= Bombieri–Lang conjecture =

Unsolved conjecture in geometry

In arithmetic geometry, the Bombieri–Lang conjecture is an unsolved problem conjectured by Enrico Bombieri and Serge Lang about the Zariski density of the set of rational points of an algebraic variety of general type.

==Statement==
The weak Bombieri–Lang conjecture for surfaces states that if $X$ is a smooth surface of general type defined over a number field $k$, then the $k$-rational points of $X$ do not form a dense set in the Zariski topology on $X$.

The general form of the Bombieri–Lang conjecture states that if $X$ is a positive-dimensional algebraic variety of general type defined over a number field $k$, then the $k$-rational points of $X$ do not form a dense set in the Zariski topology.

The refined form of the Bombieri–Lang conjecture states that if $X$ is an algebraic variety of general type defined over a number field $k$, then there is a dense open subset $U$ of $X$ such that for all number field extensions $k'$ over $k$, the set of $k'$-rational points in $U$ is finite.

==History==
The Bombieri–Lang conjecture was independently posed by Enrico Bombieri and Serge Lang. In a 1980 lecture at the University of Chicago, Enrico Bombieri posed a problem about the degeneracy of rational points for surfaces of general type. Independently in a series of papers starting in 1971, Serge Lang conjectured a more general relation between the distribution of rational points and algebraic hyperbolicity, formulated in the "refined form" of the Bombieri–Lang conjecture.

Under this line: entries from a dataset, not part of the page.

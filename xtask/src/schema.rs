// Copyright (C) 2024-2025 Fred Clausen and the ratatui project contributors
// Use of this source code is governed by an MIT-style
// license that can be found in the LICENSE file or at
// https://opensource.org/licenses/MIT.

//! Schema parity between the `SQLite` and `MySQL` migration sets.
//!
//! Both sets are applied to empty databases and introspected into the same
//! shape: per table, each column's type class and nullability plus the set of
//! foreign keys. Type names are folded into classes first, since the two
//! engines spell the same storage differently.

use std::collections::{BTreeMap, BTreeSet};

use color_eyre::{eyre::Context, Result};
use diesel::sql_types::{Integer, Text};
use diesel::{Connection, MysqlConnection, QueryableByName, RunQueryDsl, SqliteConnection};
use diesel_migrations::{embed_migrations, EmbeddedMigrations, MigrationHarness};

const SQLITE_MIGRATIONS: EmbeddedMigrations = embed_migrations!("../crates/persistence/migrations");
const MYSQL_MIGRATIONS: EmbeddedMigrations =
    embed_migrations!("../crates/persistence/migrations_mysql");

/// Table name to table shape.
pub type Schema = BTreeMap<String, TableShape>;

#[derive(Debug, Clone, Default, PartialEq, Eq)]
pub struct TableShape {
    pub columns: BTreeMap<String, ColumnShape>,
    pub foreign_keys: BTreeSet<ForeignKey>,
}

#[derive(Debug, Clone, PartialEq, Eq)]
pub struct ColumnShape {
    pub type_class: TypeClass,
    pub nullable: bool,
}

#[derive(Debug, Clone, Copy, PartialEq, Eq)]
pub enum TypeClass {
    Integer,
    Real,
    Text,
    Blob,
}

#[derive(Debug, Clone, PartialEq, Eq, PartialOrd, Ord)]
pub struct ForeignKey {
    pub column: String,
    pub target_table: String,
    pub target_column: String,
}

impl TypeClass {
    /// Folds a declared `SQLite` type using its affinity rules.
    pub fn from_sqlite(declared: &str) -> Self {
        let upper = declared.to_uppercase();
        if upper.contains("INT") {
            Self::Integer
        } else if upper.contains("REAL") || upper.contains("FLOA") || upper.contains("DOUB") {
            Self::Real
        } else if upper.contains("BLOB") {
            Self::Blob
        } else {
            Self::Text
        }
    }

    /// Folds an `information_schema.columns.data_type` value.
    pub fn from_mysql(data_type: &str) -> Self {
        match data_type.to_uppercase().as_str() {
            "TINYINT" | "SMALLINT" | "MEDIUMINT" | "INT" | "BIGINT" => Self::Integer,
            "DECIMAL" | "NUMERIC" | "FLOAT" | "DOUBLE" | "REAL" => Self::Real,
            "BINARY" | "VARBINARY" | "TINYBLOB" | "BLOB" | "MEDIUMBLOB" | "LONGBLOB" => {
                Self::Blob
            }
            _ => Self::Text,
        }
    }
}

/// Applies the `SQLite` migrations to an in-memory database and introspects it.
pub fn migrated_sqlite_schema() -> Result<Schema> {
    #[derive(QueryableByName)]
    struct TableName {
        #[diesel(sql_type = Text)]
        name: String,
    }

    #[derive(QueryableByName)]
    struct ColumnRow {
        #[diesel(sql_type = Text)]
        name: String,
        #[diesel(sql_type = Text)]
        r#type: String,
        #[diesel(sql_type = Integer)]
        notnull: i32,
        #[diesel(sql_type = Integer)]
        pk: i32,
    }

    #[derive(QueryableByName)]
    struct ForeignKeyRow {
        #[diesel(sql_type = Text)]
        table: String,
        #[diesel(sql_type = Text)]
        from: String,
        #[diesel(sql_type = Text)]
        to: String,
    }

    let mut conn = SqliteConnection::establish(":memory:")
        .wrap_err("Failed to create SQLite in-memory database")?;
    conn.run_pending_migrations(SQLITE_MIGRATIONS)
        .map_err(|e| color_eyre::eyre::eyre!("Failed to apply SQLite migrations: {e}"))?;
    tracing::info!("SQLite migrations applied");

    let tables: Vec<TableName> = diesel::sql_query(
        "SELECT name FROM sqlite_master WHERE type = 'table' \
         AND name NOT LIKE 'sqlite_%' AND name != '__diesel_schema_migrations'",
    )
    .load(&mut conn)
    .wrap_err("Failed to list SQLite tables")?;

    let mut schema = Schema::new();
    for table in tables {
        let mut shape = TableShape::default();

        let columns: Vec<ColumnRow> = diesel::sql_query(format!("PRAGMA table_info({})", table.name))
            .load(&mut conn)
            .wrap_err_with(|| format!("Failed to read columns of {}", table.name))?;
        for column in columns {
            // INTEGER PRIMARY KEY is an implicit NOT NULL rowid alias
            let nullable: bool = column.notnull == 0 && column.pk == 0;
            shape.columns.insert(
                column.name,
                ColumnShape {
                    type_class: TypeClass::from_sqlite(&column.r#type),
                    nullable,
                },
            );
        }

        let foreign_keys: Vec<ForeignKeyRow> =
            diesel::sql_query(format!("PRAGMA foreign_key_list({})", table.name))
                .load(&mut conn)
                .wrap_err_with(|| format!("Failed to read foreign keys of {}", table.name))?;
        shape.foreign_keys = foreign_keys
            .into_iter()
            .map(|fk| ForeignKey {
                column: fk.from,
                target_table: fk.table,
                target_column: fk.to,
            })
            .collect();

        schema.insert(table.name, shape);
    }

    Ok(schema)
}

/// Applies the `MySQL` migrations to `database` and introspects it.
pub fn migrated_mysql_schema(database_url: &str, database: &str) -> Result<Schema> {
    #[derive(QueryableByName)]
    struct ColumnRow {
        #[diesel(sql_type = Text)]
        table_name: String,
        #[diesel(sql_type = Text)]
        column_name: String,
        #[diesel(sql_type = Text)]
        data_type: String,
        #[diesel(sql_type = Text)]
        is_nullable: String,
    }

    #[derive(QueryableByName)]
    #[allow(clippy::struct_field_names)]
    struct ForeignKeyRow {
        #[diesel(sql_type = Text)]
        table_name: String,
        #[diesel(sql_type = Text)]
        column_name: String,
        #[diesel(sql_type = Text)]
        referenced_table_name: String,
        #[diesel(sql_type = Text)]
        referenced_column_name: String,
    }

    let mut conn =
        MysqlConnection::establish(database_url).wrap_err("Failed to connect to MariaDB")?;
    conn.run_pending_migrations(MYSQL_MIGRATIONS)
        .map_err(|e| color_eyre::eyre::eyre!("Failed to apply MySQL migrations: {e}"))?;
    tracing::info!("MySQL migrations applied");

    let columns: Vec<ColumnRow> = diesel::sql_query(
        "SELECT table_name, column_name, data_type, is_nullable \
         FROM information_schema.columns \
         WHERE table_schema = ? AND table_name != '__diesel_schema_migrations'",
    )
    .bind::<Text, _>(database)
    .load(&mut conn)
    .wrap_err("Failed to read MySQL columns")?;

    let mut schema = Schema::new();
    for column in columns {
        schema.entry(column.table_name).or_default().columns.insert(
            column.column_name,
            ColumnShape {
                type_class: TypeClass::from_mysql(&column.data_type),
                nullable: column.is_nullable == "YES",
            },
        );
    }

    let foreign_keys: Vec<ForeignKeyRow> = diesel::sql_query(
        "SELECT table_name, column_name, referenced_table_name, referenced_column_name \
         FROM information_schema.key_column_usage \
         WHERE table_schema = ? AND referenced_table_name IS NOT NULL",
    )
    .bind::<Text, _>(database)
    .load(&mut conn)
    .wrap_err("Failed to read MySQL foreign keys")?;

    for fk in foreign_keys {
        schema
            .entry(fk.table_name)
            .or_default()
            .foreign_keys
            .insert(ForeignKey {
                column: fk.column_name,
                target_table: fk.referenced_table_name,
                target_column: fk.referenced_column_name,
            });
    }

    Ok(schema)
}

/// Lists every difference between the two schemas, one line each.
pub fn diff_schemas(sqlite: &Schema, mysql: &Schema) -> Vec<String> {
    let mut mismatches: Vec<String> = Vec::new();

    for name in sqlite.keys().filter(|name| !mysql.contains_key(*name)) {
        mismatches.push(format!("  - table '{name}' only exists in SQLite"));
    }
    for name in mysql.keys().filter(|name| !sqlite.contains_key(*name)) {
        mismatches.push(format!("  - table '{name}' only exists in MySQL"));
    }

    for (name, lite) in sqlite {
        let Some(my) = mysql.get(name) else {
            continue;
        };

        for (column, lite_col) in &lite.columns {
            match my.columns.get(column) {
                None => mismatches.push(format!("  - {name}.{column} only exists in SQLite")),
                Some(my_col) if my_col.type_class != lite_col.type_class => {
                    mismatches.push(format!(
                        "  - {name}.{column} is {:?} in SQLite but {:?} in MySQL",
                        lite_col.type_class, my_col.type_class
                    ));
                }
                Some(my_col) if my_col.nullable != lite_col.nullable => {
                    mismatches.push(format!(
                        "  - {name}.{column} nullable is {} in SQLite but {} in MySQL",
                        lite_col.nullable, my_col.nullable
                    ));
                }
                Some(_) => {}
            }
        }
        for column in my.columns.keys().filter(|c| !lite.columns.contains_key(*c)) {
            mismatches.push(format!("  - {name}.{column} only exists in MySQL"));
        }

        for fk in lite.foreign_keys.symmetric_difference(&my.foreign_keys) {
            let side: &str = if lite.foreign_keys.contains(fk) {
                "SQLite"
            } else {
                "MySQL"
            };
            mismatches.push(format!(
                "  - {name}.{} -> {}.{} only exists in {side}",
                fk.column, fk.target_table, fk.target_column
            ));
        }
    }

    mismatches
}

==Generalizations and implications==
The Bombieri–Lang conjecture is an analogue for surfaces of Faltings' theorem, which states that algebraic curves of genus greater than one only have finitely many rational points.

If true, the Bombieri–Lang conjecture would resolve the Erdős–Ulam problem, as it would imply that there do not exist dense subsets of the Euclidean plane all of whose pairwise distances are rational.

In 1997, Lucia Caporaso, Barry Mazur, Joe Harris, and Patricia Pacelli showed that the Bombieri–Lang conjecture implies a uniform boundedness conjecture for rational points: there is a constant $B_{g,d}$ depending only on $g$ and $d$ such that the number of rational points of any genus $g$ curve $X$ over any degree $d$ number field is at most $B_{g,d}$.